In the previous article we covered disabling legacy authentication, and configuring SPF, DKIM and DMARC. This article will cover Exchange Online Protection, Microsoft Defender for Office 365 Plan 1, and external email tagging.
As always, these are recommendations which may impact a live environment. If you are starting from scratch within a new tenant then you can more easily adopt more restrictive policies. Although email is still one of the highest risk areas regarding malware, and social engineering, it is also generally an organisations most vital system and severely impacting the flow of emails can be as impactful as some cyber attacks. Therefore we should ensure users are well-informed of any upcoming changes, and have a good rollback plan in place. That said, small improvements regarding email security can reap exponential returns so this is a worthwhile exercise. We talk about continual incremental improvements in our blog here.
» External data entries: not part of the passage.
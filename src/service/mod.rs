//! Service integrations for external APIs and clients.
//!
//! This module contains implementations for the services used by herald-bot:
//! - Chat services (e.g., Slack)
//! - Database services (e.g., SurrealDB)
//! - Mail services (e.g., SMTP)
//!
//! Each service module defines both generic traits and concrete implementations,
//! allowing for extensibility and easy testing.

pub mod chat;
pub mod db;
pub mod mail;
Exchange Online Protection (EOP).
EOP is included with all Exchange Online Mailboxes and provides the basic protection level. For access to more advanced controls we require one of the below.
- Microsoft Defender for Office 365 Plan 1 (Defender for Office 365 P1).
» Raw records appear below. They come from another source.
//! The daily event digest.
//!
//! [`Reminder::send_digest`] is the single code path that collects today's and
//! later events and mails them. Both the cron-driven [`scheduler`] and the
//! `!event mailreminder` command go through it.

pub mod digest;
pub mod scheduler;

use std::fmt;

use chrono::{DateTime, NaiveDate, NaiveTime, TimeDelta, TimeZone, Utc};
use chrono_tz::Tz;
use tracing::{error, info, instrument};

use crate::{
    base::{
        config::Config,
        replies::{EVENT_MAILREMINDER_NONE_AVAILABLE, EVENT_MAILREMINDER_REPLY, EVENT_MAILREMINDER_SEND_ERROR},
        types::Res,
    },
    service::{
        db::{DbClient, sort_by_start},
        mail::MailClient,
    },
};

use digest::DigestMail;

/// Outcome of one digest run.
#[derive(Debug, Clone, Copy, PartialEq, Eq)]
pub enum DigestStatus {
    /// Nothing happens today, so no mail was sent.
    NoEventToday,
    /// The digest could not be built or delivered.
    SendError,
    SendSuccess,
}

impl DigestStatus {
    /// The chat line reported back for `!event mailreminder`.
    pub fn reply(&self) -> &'static str {
        match self {
            DigestStatus::NoEventToday => EVENT_MAILREMINDER_NONE_AVAILABLE,
            DigestStatus::SendError => EVENT_MAILREMINDER_SEND_ERROR,
            DigestStatus::SendSuccess => EVENT_MAILREMINDER_REPLY,
        }
    }
}

impl fmt::Display for DigestStatus {
    fn fmt(&self, f: &mut fmt::Formatter<'_>) -> fmt::Result {
        f.write_str(self.reply())
    }
}

/// Everything needed to build and send the digest.
///
/// This is trivially cloneable and can be passed around without the need for `Arc` or `Mutex`.
#[derive(Clone)]
pub struct Reminder {
    pub db: DbClient,
    pub mail: MailClient,
    pub tz: Tz,
    pub recipient: String,
    pub subject: String,
}

impl Reminder {
    pub fn new(config: &Config, db: DbClient, mail: MailClient) -> Res<Self> {
        Ok(Self {
            db,
            mail,
            tz: config.tz()?,
            recipient: config.mail_recipient_address.clone(),
            subject: config.mail_subject.clone(),
        })
    }

    /// Mails today's events, plus everything after today, to the digest recipient.
    ///
    /// Failures are logged and reported as [`DigestStatus::SendError`]; nothing is retried.
    #[instrument(skip(self))]
    pub async fn send_digest(&self, now: DateTime<Utc>) -> DigestStatus {
        match self.try_send_digest(now).await {
            Ok(status) => status,
            Err(err) => {
                error!("Failed to send the event digest: {:#}", err);
                DigestStatus::SendError
            }
        }
    }

    async fn try_send_digest(&self, now: DateTime<Utc>) -> Res<DigestStatus> {
        let (start_of_today, start_of_tomorrow) = day_bounds(&self.tz, now);

        let today = self.db.find_events_in_range(start_of_today, start_of_tomorrow).await?;
        if today.is_empty() {
            return Ok(DigestStatus::NoEventToday);
        }

        let mut upcoming = self.db.find_events_after(start_of_tomorrow).await?;
        sort_by_start(&mut upcoming);

        let message = DigestMail {
            from: self.mail.from_address(),
            to: &self.recipient,
            subject: &self.subject,
            now,
            today: &today,
            upcoming: &upcoming,
        }
        .render(&self.tz)?;

        self.mail.send_plaintext(&message, &self.recipient).await?;

        info!("Sent digest with {} events today and {} later.", today.len(), upcoming.len());

        Ok(DigestStatus::SendSuccess)
    }
}

// Helpers.

/// Start of the local day containing `now` and start of the next one, in UTC.
pub fn day_bounds(tz: &Tz, now: DateTime<Utc>) -> (DateTime<Utc>, DateTime<Utc>) {
    let today = now.with_timezone(tz).date_naive();
    let tomorrow = today.succ_opt().unwrap_or(NaiveDate::MAX);

    (start_of_day(tz, today), start_of_day(tz, tomorrow))
}

/// Local midnight; on days where midnight is skipped by a DST change, the first hour after it.
fn start_of_day(tz: &Tz, date: NaiveDate) -> DateTime<Utc> {
    let midnight = date.and_time(NaiveTime::MIN);

    tz.from_local_datetime(&midnight)
        .earliest()
        .or_else(|| tz.from_local_datetime(&(midnight + TimeDelta::hours(1))).earliest())
        .map(|t| t.with_timezone(&Utc))
        .unwrap_or_else(|| Utc.from_utc_datetime(&midnight))
}

#[cfg(test)]
mod tests {
    use std::sync::{Arc, Mutex};

    use chrono_tz::Europe::Berlin;

    use super::*;
    use crate::service::mail::mock::MockMail;

    fn at(rfc3339: &str) -> DateTime<Utc> {
        DateTime::parse_from_rfc3339(rfc3339).unwrap().with_timezone(&Utc)
    }

    async fn reminder_with(mail: MockMail) -> Reminder {
        Reminder {
            db: DbClient::surreal_memory().await.unwrap(),
            mail: MailClient::new(Arc::new(mail)),
            tz: Berlin,
            recipient: "events@example.com".to_string(),
            subject: "Reminder".to_string(),
        }
    }

    #[test]
    fn test_day_bounds_follow_timezone() {
        let (start, end) = day_bounds(&Berlin, at("2030-01-01T23:30:00Z"));

        assert_eq!(start, at("2030-01-01T23:00:00Z"));
        assert_eq!(end, at("2030-01-02T23:00:00Z"));
    }

    #[test]
    fn test_day_bounds_across_dst_change() {
        let (start, end) = day_bounds(&Berlin, at("2030-03-31T12:00:00Z"));

        assert_eq!(start, at("2030-03-30T23:00:00Z"));
        assert_eq!(end, at("2030-03-31T22:00:00Z"));
    }

    #[tokio::test]
    async fn test_no_mail_without_events_today() {
        let mut mail = MockMail::new();
        mail.expect_send_plaintext().never();

        let reminder = reminder_with(mail).await;
        reminder.db.create_event(at("2030-01-10T18:00:00Z"), "later").await.unwrap();

        assert_eq!(reminder.send_digest(at("2030-01-01T08:00:00Z")).await, DigestStatus::NoEventToday);
    }

    #[tokio::test]
    async fn test_sends_digest_to_recipient() {
        let sent = Arc::new(Mutex::new(Vec::new()));
        let sent_clone = sent.clone();

        let mut mail = MockMail::new();
        mail.expect_from_address().return_const("herald@example.com".to_string());
        mail.expect_send_plaintext().times(1).returning(move |message, recipient| {
            sent_clone.lock().unwrap().push((message.to_string(), recipient.to_string()));
            Ok(())
        });

        let reminder = reminder_with(mail).await;
        reminder.db.create_event(at("2030-01-12T18:00:00Z"), "much later").await.unwrap();
        reminder.db.create_event(at("2030-01-01T18:00:00Z"), "party").await.unwrap();
        reminder.db.create_event(at("2030-01-05T18:00:00Z"), "hackathon").await.unwrap();
        reminder.db.create_event(at("2029-12-31T18:00:00Z"), "yesterday").await.unwrap();

        assert_eq!(reminder.send_digest(at("2030-01-01T08:00:00Z")).await, DigestStatus::SendSuccess);

        let sent = sent.lock().unwrap();
        let (message, recipient) = &sent[0];

        assert_eq!(recipient, "events@example.com");
        assert!(message.contains("party"));
        assert!(!message.contains("yesterday"));

        let hackathon = message.find("hackathon").unwrap();
        let much_later = message.find("much later").unwrap();
        assert!(hackathon < much_later);
    }

    #[tokio::test]
    async fn test_reports_send_errors() {
        let mut mail = MockMail::new();
        mail.expect_from_address().return_const("herald@example.com".to_string());
        mail.expect_send_plaintext().times(1).returning(|_, _| Err(anyhow::anyhow!("relay unavailable")));

        let reminder = reminder_with(mail).await;
        reminder.db.create_event(at("2030-01-01T18:00:00Z"), "party").await.unwrap();

        let status = reminder.send_digest(at("2030-01-01T08:00:00Z")).await;

        assert_eq!(status, DigestStatus::SendError);
        assert_eq!(status.reply(), EVENT_MAILREMINDER_SEND_ERROR);
    }
}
- Microsoft Defender for Office 365 Plan 2 (Defender for Office 365 P2).
Throughout all our blogs we have been using Microsoft 365 for Business Premium licencing which includes Defender for Office 365 P1.
Preset Security Policies
In the same way Microsoft provides Security Defaults for other products, they also provide Preset Security Policies within Exchange Online. This allows us to set Microsoft recommended configurations across either all, or selected mailboxes, which will also automatically update when improvements are added to these policies. These configurations incorporate settings across EOP and Defender for O365.
Microsoft also provides a “Configuration Analyser” which provides insight and recommendations related to our current policies. You can find this by going to https://security.microsoft.com > Email and Collaboration > Policies and Rules > Threat Policies > Configuration Analyser. It’s useful to run a before and after comparison as this improves our understanding of the changes we are making.
We should also note our secure score which is visible at https://security.microsoft.com in our Microsoft Defender portal. Being able to see progress is important so we don’t feel like we are making improvements in a vacuum. Yes, we understand there is no finishing line to cross where we can relax, but it’s important to understand the progress we are making.
NOTE: The Microsoft recommended settings for Preset Security Policies are available here.
The table which shows the difference between the Core, Standard, and Strict Preset Security Policies can be viewed here in the official Microsoft documentation.
To enforce a Preset Security Policy we head over to https://security.microsoft.com > Email and Collaboration > Policies and Rules > Threat Policies > Preset Security Policies. For this example we will be selecting the “Standard” policy.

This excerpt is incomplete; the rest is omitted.